### Exercise directions
Below are the records; copy out every line that holds the word "ErrorKind".

### Input material
=-=-=
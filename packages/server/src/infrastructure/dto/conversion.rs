//! Conversion logic between registry entries and DTOs.

use chatroom_shared::time::timestamp_to_rfc3339;

use crate::domain::RegisteredConnection;
use crate::infrastructure::dto::http::{ConnectionListDto, ConnectionSummaryDto};

// ========================================
// Domain → DTO
// ========================================

impl From<&RegisteredConnection> for ConnectionSummaryDto {
    fn from(entry: &RegisteredConnection) -> Self {
        Self {
            id: entry.id().to_string(),
            name: entry.name.as_str().to_string(),
            connected_at: timestamp_to_rfc3339(entry.connected_at),
        }
    }
}

impl From<Vec<RegisteredConnection>> for ConnectionListDto {
    /// Sorted by name, then by id, so the listing is stable across calls
    fn from(entries: Vec<RegisteredConnection>) -> Self {
        let mut connections: Vec<ConnectionSummaryDto> =
            entries.iter().map(ConnectionSummaryDto::from).collect();
        connections.sort_by(|a, b| a.name.cmp(&b.name).then_with(|| a.id.cmp(&b.id)));

        Self {
            count: connections.len(),
            connections,
        }
    }
}
//! UseCase layer
//!
//! イベントごとのポリシー（入室・発言・退室）と、ブロードキャストを提供します。

mod broadcast;
mod chat_room;
mod close_connection;
pub mod message;
mod open_connection;
mod relay_message;

pub use broadcast::Broadcaster;
pub use chat_room::ChatRoom;
pub use close_connection::CloseConnectionUseCase;
pub use open_connection::OpenConnectionUseCase;
pub use relay_message::RelayMessageUseCase;
//! # dataptr
//!
//! Typed, path-addressed access to decoded JSON and YAML documents.
//!
//! A [`DataPtr`] wraps one `serde_json::Value` and resolves paths of string
//! segments against it. Accessors narrow the value found to the requested
//! type, and the `*_or` variants substitute a default when, and only when,
//! the path does not exist.
//!
//! ## Quick start
//!
//! ```rust
//! use dataptr::{DataPtr, ErrorKind};
//!
//! let dp = DataPtr::from_yaml("x: 785\nz: [ok, 2, 5, 7, true, 13, 30s]\n").unwrap();
//!
//! assert_eq!(dp.as_int(&["x"]).unwrap(), 785);
//! assert!(dp.as_bool(&["z", "4"]).unwrap());
//!
//! let err = dp.as_string(&["x"]).unwrap_err();
//! assert_eq!(err.kind(), ErrorKind::BadType);
//! assert_eq!(err.pointer(), Some("/x"));
//! ```
//!
//! ## Modules
//!
//! - [`ptr`]: the [`DataPtr`] view and its typed accessors
//! - [`pointer`]: pointer resolution that reports missing keys distinctly
//! - [`duration`]: duration literals (`5m`, `1h30m`, `250ms`)
//! - [`yaml`]: YAML decoding onto the JSON value model
//! - [`error`]: error taxonomy
//! - [`types`]: value shapes and input formats

pub mod duration;
pub mod error;
pub mod pointer;
pub mod ptr;
pub mod types;
pub mod yaml;

pub use duration::{parse_duration, DurationError};
pub use error::{Error, ErrorKind, Result};
pub use pointer::ResolveError;
pub use ptr::DataPtr;
pub use types::{Expected, Format, ValueKind};

pub use serde_json::Value;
=-=-=
### Expected output
//! use dataptr::{DataPtr, ErrorKind};
//! assert_eq!(err.kind(), ErrorKind::BadType);
pub use error::{Error, ErrorKind, Result};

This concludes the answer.